▶ AIM OF THE TASK
In the listing that follows, copy out each line that includes the word "PostResponse".

▶ DATA EXCERPTS

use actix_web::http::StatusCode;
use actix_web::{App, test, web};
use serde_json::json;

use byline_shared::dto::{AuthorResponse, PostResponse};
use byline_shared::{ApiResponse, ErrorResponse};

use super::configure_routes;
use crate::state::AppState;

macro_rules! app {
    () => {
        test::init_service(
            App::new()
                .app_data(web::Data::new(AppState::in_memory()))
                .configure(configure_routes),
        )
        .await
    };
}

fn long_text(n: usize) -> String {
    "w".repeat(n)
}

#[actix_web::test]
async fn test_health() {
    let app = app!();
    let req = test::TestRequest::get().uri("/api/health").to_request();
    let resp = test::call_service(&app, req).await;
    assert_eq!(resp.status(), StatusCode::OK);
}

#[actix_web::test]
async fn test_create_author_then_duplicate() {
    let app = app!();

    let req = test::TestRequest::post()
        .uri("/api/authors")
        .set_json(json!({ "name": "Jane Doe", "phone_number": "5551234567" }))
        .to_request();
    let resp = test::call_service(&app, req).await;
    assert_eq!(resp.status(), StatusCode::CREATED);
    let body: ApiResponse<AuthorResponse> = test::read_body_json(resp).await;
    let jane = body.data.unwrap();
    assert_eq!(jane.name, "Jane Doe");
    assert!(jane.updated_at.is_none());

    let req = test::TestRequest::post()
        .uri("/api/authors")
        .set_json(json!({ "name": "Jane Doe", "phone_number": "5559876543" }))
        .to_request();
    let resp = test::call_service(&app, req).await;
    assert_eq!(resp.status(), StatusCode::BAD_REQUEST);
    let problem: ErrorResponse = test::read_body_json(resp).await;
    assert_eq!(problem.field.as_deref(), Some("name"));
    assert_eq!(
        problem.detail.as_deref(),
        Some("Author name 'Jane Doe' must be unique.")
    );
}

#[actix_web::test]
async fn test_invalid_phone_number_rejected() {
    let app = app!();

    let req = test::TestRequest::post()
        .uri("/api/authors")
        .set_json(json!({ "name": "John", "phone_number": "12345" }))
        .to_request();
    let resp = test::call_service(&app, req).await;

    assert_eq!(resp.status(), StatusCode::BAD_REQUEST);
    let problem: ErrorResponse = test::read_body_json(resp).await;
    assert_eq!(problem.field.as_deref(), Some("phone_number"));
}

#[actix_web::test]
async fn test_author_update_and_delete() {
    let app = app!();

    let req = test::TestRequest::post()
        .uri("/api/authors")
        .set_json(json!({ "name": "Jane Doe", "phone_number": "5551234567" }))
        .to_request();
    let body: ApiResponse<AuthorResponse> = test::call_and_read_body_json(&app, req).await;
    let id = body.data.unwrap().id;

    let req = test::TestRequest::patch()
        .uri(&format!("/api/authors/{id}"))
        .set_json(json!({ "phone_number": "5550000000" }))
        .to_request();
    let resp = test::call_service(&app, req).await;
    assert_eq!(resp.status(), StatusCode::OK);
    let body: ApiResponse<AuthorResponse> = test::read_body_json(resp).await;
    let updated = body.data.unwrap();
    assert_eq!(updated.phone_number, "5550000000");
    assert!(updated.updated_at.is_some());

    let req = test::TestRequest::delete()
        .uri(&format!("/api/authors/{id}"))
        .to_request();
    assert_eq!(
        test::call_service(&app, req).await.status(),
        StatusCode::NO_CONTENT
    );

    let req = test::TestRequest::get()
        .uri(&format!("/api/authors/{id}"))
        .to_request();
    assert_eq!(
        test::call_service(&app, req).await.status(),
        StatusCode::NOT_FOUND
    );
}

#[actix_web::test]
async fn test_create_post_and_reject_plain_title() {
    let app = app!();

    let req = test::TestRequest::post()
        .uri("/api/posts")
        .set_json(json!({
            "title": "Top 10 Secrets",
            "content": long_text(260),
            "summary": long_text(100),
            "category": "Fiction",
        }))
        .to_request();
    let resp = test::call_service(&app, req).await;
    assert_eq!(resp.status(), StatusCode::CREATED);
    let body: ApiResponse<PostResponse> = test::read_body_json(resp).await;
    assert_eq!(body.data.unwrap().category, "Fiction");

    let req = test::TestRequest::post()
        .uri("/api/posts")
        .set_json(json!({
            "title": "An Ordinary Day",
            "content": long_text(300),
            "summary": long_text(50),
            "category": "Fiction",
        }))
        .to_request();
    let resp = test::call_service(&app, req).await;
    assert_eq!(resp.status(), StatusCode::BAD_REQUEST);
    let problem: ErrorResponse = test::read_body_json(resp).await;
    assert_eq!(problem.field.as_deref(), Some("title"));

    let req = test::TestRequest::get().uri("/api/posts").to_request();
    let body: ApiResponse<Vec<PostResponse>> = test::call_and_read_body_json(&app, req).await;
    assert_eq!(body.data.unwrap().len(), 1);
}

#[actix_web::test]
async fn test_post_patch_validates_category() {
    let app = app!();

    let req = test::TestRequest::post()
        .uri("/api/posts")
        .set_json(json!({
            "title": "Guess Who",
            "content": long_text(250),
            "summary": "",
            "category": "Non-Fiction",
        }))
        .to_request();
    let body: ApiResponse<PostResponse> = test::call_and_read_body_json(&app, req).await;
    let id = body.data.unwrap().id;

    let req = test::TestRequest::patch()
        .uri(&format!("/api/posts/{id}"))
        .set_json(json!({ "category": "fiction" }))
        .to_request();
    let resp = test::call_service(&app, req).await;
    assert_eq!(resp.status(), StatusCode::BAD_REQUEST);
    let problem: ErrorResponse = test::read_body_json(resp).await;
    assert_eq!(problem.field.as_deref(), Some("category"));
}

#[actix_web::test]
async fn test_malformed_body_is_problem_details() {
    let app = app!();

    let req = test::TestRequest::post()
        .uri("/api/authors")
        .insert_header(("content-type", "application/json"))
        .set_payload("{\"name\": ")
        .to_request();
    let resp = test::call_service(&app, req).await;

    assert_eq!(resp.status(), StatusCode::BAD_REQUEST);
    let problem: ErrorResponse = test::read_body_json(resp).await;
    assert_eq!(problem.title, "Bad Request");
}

▶ RESULT BELOW
use byline_shared::dto::{AuthorResponse, PostResponse};
    let body: ApiResponse<PostResponse> = test::read_body_json(resp).await;
    let body: ApiResponse<Vec<PostResponse>> = test::call_and_read_body_json(&app, req).await;
    let body: ApiResponse<PostResponse> = test::call_and_read_body_json(&app, req).await;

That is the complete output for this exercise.